AKP, bor madenlerin devlet eliyle işletilmesini öngören yasayı değiştiriyor:

“Bu madenlerin üretimi ve zenginleştirilmesi, teknik, ticari ve ekonomik sebeplerle, ürünün mülkiyeti teşekkülde kalmak üzere ihale yoluyla üçüncü şahıslara gördürebilirler, ancak üçüncü şahıslara gördürülecek işlerin ihale süresinin üç yıldan fazla olması durumunda konuya ilişkin talepler Yüksek Planlama Kurulu tarafından karara bağlanır.”

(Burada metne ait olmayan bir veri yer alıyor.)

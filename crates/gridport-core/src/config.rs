#![forbid(unsafe_code)]

//! Tuning knobs for the scroll engine.

/// Tuning parameters for scroll behavior.
///
/// These are empirically tuned UI constants, not correctness contracts: the
/// engine's invariants hold for any positive values, and embedders may retune
/// them freely.
#[derive(Debug, Clone, PartialEq)]
#[cfg_attr(feature = "serde", derive(serde::Serialize, serde::Deserialize))]
pub struct ScrollConfig {
    /// Movement threshold (px) separating small scrolls from large jumps.
    ///
    /// Motion at or below this magnitude accumulates into the virtual delta
    /// without touching the anchor; anything larger re-anchors. Mouse-wheel
    /// and keyboard motion stays far below this; scrollbar drags exceed it.
    pub large_jump_px: f64,

    /// Extra rows rendered above/below the visible band to reduce pop-in
    /// during fast scrolling.
    pub padding_rows: usize,

    /// Hard ceiling on the rendered row window.
    ///
    /// Exceeding it is reported as an error: it signals a misconfigured
    /// caller (e.g. padding far larger than the viewport), never a condition
    /// to recover from.
    pub max_rendered_rows: usize,

    /// Ceiling (px) on the real scrollable canvas height.
    ///
    /// Browser engines cap the height of a scrollable element at tens of
    /// millions of pixels; the default stays safely below every current
    /// engine's limit. Taller content is compressed onto the capped canvas
    /// by the scale factor.
    pub max_canvas_px: f64,
}

impl Default for ScrollConfig {
    fn default() -> Self {
        Self {
            large_jump_px: 5_000.0,
            padding_rows: 8,
            max_rendered_rows: 1_000,
            max_canvas_px: 15_000_000.0,
        }
    }
}

impl ScrollConfig {
    /// Cap a virtual canvas height at [`max_canvas_px`](Self::max_canvas_px).
    #[must_use]
    pub fn capped_canvas_height(&self, virtual_height: f64) -> f64 {
        virtual_height.min(self.max_canvas_px)
    }
}

#[cfg(test)]
mod tests {
    use super::*;

    #[test]
    fn default_config_is_reasonable() {
        let cfg = ScrollConfig::default();
        assert!(cfg.large_jump_px > 0.0);
        assert!(cfg.padding_rows > 0);
        assert!(cfg.max_rendered_rows >= 100);
        assert!(cfg.max_canvas_px > 1_000_000.0);
    }

    #[test]
    fn short_canvas_is_not_capped() {
        let cfg = ScrollConfig::default();
        assert_eq!(cfg.capped_canvas_height(1_020.0), 1_020.0);
    }

    #[test]
    fn tall_canvas_is_capped() {
        let cfg = ScrollConfig::default();
        assert_eq!(cfg.capped_canvas_height(330_000_033.0), cfg.max_canvas_px);
    }
}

Maden Mühendisleri Odası’na göre, değişikliğin tek anlamı var, o da borların özelleştirilmesi. Altyapısı hazırlanmış zaten:

“Rio Tinto / US Borax gibi şirketler bor madenimiz ile ilgilenmektedir. Şirket, Avustralyalı uzantısı firma üzerinden bu amacına ulaşmak istemektedir. Başbakan Erdoğan, Avustralya’da ‘Eti Maden’in özelleştirileceğine’ ilişkin açıklamalar yapmış ve dönemin Devlet Bakanı Kürşad Tüzmen, 2005’teki Avustralya gezisinde ‘BHP-Billiton’un, Türkiye borunun zenginleştirilmesine talip olduğunu, Türkiye’de yatırım yapmak istediğini’ söylemişti. Tüzmen, açıkça bu firmalara destek vereceklerini belirtmişti. Türkiye-Avustralya Yatırımların Karşılıklı Teşviki ve Korunması Anlaşması da, şirketin dünya bor rezervlerinin yüzde 70’ine sahip Türkiye’nin borlarını işletmek istediğini içermektedir. 5 yıllık süreci kapsayan anlaşmada, Avustralyalı şirketlere çeşitli imtiyazlar sağlanacağı belirtilmektedir.”

Doğal olmayan temas

Recep Tayyip Erdoğan, Türkiye’ye gelen CIA Başkanı David Petraeus ile uzun uzun görüştü. ABD’nin merkezi komutanlığını yapmış, Irak’ta, Afganistan’da komutan olarak bulunmuş bir istihbaratçı ile Başbakan düzeyinde niye görüşülür?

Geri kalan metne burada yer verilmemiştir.